Problem requirements: Look for the word "HeloVariant" in the entries and copy each line where it appears.

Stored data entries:
[Start of Attachment]

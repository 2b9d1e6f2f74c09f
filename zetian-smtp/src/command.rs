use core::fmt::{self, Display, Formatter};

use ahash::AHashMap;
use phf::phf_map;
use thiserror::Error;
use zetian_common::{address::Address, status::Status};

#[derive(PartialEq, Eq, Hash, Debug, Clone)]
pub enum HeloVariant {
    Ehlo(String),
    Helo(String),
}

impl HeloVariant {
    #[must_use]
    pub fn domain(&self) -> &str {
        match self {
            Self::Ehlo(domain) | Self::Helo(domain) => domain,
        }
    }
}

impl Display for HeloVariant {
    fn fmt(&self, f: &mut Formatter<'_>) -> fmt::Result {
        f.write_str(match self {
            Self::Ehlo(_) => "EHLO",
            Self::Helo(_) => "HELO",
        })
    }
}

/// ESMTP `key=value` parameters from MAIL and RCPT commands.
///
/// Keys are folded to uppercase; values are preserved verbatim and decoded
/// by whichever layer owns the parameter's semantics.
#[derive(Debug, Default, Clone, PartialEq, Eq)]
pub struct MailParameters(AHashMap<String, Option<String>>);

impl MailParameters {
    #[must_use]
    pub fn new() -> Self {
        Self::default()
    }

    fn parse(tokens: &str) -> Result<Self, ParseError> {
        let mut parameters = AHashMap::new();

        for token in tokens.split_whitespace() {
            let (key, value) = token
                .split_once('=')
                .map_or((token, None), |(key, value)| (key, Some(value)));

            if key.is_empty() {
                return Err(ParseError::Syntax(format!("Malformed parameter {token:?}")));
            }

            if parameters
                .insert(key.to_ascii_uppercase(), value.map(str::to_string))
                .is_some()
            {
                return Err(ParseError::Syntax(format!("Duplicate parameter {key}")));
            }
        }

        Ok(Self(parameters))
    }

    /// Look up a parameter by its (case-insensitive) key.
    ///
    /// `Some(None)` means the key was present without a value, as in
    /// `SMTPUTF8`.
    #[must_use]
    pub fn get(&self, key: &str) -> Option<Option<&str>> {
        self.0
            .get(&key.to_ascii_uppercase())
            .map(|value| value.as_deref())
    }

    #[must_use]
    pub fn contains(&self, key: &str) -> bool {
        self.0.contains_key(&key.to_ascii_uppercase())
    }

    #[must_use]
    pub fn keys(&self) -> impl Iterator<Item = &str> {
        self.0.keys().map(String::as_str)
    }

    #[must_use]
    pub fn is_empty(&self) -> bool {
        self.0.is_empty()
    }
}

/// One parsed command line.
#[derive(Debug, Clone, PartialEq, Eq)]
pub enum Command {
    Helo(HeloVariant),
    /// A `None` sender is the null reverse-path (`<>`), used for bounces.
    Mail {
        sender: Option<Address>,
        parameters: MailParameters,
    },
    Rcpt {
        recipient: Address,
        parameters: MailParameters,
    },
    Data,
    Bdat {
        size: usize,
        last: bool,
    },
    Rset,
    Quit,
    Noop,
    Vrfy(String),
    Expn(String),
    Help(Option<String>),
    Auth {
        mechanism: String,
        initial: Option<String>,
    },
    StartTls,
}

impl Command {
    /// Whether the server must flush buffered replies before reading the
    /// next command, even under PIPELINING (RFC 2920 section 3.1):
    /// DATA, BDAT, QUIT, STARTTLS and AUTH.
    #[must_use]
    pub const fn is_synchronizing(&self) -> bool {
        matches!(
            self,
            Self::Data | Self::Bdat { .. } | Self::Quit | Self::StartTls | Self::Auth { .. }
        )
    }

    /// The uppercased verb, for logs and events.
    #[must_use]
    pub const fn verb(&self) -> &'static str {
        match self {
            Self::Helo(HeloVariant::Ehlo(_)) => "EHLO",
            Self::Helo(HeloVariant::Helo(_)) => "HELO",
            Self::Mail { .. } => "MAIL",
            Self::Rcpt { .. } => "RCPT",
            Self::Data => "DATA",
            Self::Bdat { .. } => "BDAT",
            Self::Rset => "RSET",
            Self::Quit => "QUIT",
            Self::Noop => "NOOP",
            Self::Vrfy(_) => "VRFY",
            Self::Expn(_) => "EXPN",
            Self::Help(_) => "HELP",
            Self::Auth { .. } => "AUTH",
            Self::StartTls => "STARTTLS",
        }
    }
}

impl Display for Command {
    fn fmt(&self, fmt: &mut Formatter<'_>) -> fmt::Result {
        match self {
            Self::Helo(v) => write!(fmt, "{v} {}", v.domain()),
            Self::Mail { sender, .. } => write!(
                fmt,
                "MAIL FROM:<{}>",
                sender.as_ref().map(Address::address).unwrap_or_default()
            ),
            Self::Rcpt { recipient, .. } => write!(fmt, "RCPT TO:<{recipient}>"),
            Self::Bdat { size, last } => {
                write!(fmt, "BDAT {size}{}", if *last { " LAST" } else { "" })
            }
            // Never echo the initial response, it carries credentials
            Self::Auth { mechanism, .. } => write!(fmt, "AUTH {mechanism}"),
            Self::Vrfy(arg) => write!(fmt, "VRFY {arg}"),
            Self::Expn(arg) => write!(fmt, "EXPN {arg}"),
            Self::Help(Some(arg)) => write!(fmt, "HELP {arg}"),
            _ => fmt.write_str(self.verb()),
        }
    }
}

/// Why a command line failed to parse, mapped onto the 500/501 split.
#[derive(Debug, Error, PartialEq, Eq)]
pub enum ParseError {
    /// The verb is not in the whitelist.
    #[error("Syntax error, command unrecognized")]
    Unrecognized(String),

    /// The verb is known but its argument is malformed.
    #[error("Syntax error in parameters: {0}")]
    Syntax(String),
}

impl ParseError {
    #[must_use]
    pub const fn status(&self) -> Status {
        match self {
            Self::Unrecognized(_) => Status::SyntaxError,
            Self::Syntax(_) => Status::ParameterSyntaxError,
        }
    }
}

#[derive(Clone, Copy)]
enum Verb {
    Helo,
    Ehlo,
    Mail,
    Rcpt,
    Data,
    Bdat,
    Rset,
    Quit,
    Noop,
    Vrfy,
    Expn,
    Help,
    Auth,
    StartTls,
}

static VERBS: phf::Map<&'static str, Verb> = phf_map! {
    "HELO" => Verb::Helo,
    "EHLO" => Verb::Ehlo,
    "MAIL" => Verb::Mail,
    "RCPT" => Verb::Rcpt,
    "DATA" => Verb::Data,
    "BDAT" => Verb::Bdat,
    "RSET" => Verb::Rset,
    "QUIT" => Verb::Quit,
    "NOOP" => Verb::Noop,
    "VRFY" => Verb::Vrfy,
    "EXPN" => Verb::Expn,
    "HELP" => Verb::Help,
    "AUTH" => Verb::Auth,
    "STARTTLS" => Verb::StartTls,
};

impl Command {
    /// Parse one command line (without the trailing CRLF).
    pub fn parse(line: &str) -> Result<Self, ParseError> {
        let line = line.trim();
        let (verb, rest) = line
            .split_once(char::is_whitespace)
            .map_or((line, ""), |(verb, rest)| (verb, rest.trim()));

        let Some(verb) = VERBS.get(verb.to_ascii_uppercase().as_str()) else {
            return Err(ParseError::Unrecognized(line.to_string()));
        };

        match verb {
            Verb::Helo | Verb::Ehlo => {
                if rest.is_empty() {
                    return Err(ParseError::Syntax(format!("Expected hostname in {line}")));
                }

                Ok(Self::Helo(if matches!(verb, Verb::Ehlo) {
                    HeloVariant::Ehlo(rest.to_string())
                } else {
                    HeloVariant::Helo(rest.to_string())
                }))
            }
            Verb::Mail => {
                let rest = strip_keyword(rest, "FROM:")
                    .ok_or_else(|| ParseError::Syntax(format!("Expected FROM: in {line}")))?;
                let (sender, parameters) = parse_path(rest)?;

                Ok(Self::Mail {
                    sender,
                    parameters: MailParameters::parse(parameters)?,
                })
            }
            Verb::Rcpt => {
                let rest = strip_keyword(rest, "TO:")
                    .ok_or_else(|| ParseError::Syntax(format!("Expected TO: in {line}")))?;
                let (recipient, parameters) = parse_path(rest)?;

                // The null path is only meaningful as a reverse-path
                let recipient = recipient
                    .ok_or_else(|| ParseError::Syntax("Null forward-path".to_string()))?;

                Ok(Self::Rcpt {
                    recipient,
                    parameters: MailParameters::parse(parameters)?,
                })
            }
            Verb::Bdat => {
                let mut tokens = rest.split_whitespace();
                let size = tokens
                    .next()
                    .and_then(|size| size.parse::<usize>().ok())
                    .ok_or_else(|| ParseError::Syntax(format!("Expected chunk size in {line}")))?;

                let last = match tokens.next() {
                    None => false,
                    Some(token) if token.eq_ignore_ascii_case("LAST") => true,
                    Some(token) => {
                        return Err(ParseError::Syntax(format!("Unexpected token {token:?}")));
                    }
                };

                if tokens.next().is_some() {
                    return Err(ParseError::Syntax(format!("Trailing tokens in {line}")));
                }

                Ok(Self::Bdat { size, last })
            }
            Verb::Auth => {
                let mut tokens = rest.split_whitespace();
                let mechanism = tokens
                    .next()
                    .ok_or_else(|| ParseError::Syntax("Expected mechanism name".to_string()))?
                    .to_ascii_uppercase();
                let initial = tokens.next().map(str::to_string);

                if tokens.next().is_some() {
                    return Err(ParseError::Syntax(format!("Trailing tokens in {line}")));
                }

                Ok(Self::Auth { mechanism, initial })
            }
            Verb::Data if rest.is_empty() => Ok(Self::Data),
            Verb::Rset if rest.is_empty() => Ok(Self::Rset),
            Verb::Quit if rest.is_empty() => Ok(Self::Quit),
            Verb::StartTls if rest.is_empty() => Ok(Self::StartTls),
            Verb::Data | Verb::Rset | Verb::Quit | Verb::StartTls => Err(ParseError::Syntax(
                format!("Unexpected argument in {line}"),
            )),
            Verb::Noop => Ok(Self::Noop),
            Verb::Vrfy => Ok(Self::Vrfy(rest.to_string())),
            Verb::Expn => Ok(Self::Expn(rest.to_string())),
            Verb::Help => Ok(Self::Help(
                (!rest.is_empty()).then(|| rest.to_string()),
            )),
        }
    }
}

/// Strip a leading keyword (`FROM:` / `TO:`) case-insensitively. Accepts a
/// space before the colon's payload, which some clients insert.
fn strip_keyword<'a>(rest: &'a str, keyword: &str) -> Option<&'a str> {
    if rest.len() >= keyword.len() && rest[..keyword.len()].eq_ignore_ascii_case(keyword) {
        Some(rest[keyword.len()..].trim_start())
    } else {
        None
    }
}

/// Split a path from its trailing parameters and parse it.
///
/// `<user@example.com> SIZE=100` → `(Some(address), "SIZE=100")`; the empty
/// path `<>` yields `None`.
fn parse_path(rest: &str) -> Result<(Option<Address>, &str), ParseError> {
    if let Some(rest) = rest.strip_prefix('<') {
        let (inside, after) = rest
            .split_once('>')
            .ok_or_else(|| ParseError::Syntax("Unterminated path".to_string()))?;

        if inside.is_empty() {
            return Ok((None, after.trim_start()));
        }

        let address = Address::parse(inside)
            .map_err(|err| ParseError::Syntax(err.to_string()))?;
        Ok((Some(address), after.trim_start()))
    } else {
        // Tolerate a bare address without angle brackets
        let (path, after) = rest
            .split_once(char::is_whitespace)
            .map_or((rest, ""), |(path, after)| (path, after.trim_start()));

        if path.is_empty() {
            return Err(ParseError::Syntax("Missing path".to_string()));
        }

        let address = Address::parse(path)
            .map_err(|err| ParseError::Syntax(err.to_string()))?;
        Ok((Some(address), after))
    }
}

[End of Attachment]

Answer section:
pub enum HeloVariant {
impl HeloVariant {
impl Display for HeloVariant {
    Helo(HeloVariant),
            Self::Helo(HeloVariant::Ehlo(_)) => "EHLO",
            Self::Helo(HeloVariant::Helo(_)) => "HELO",
                    HeloVariant::Ehlo(rest.to_string())
                    HeloVariant::Helo(rest.to_string())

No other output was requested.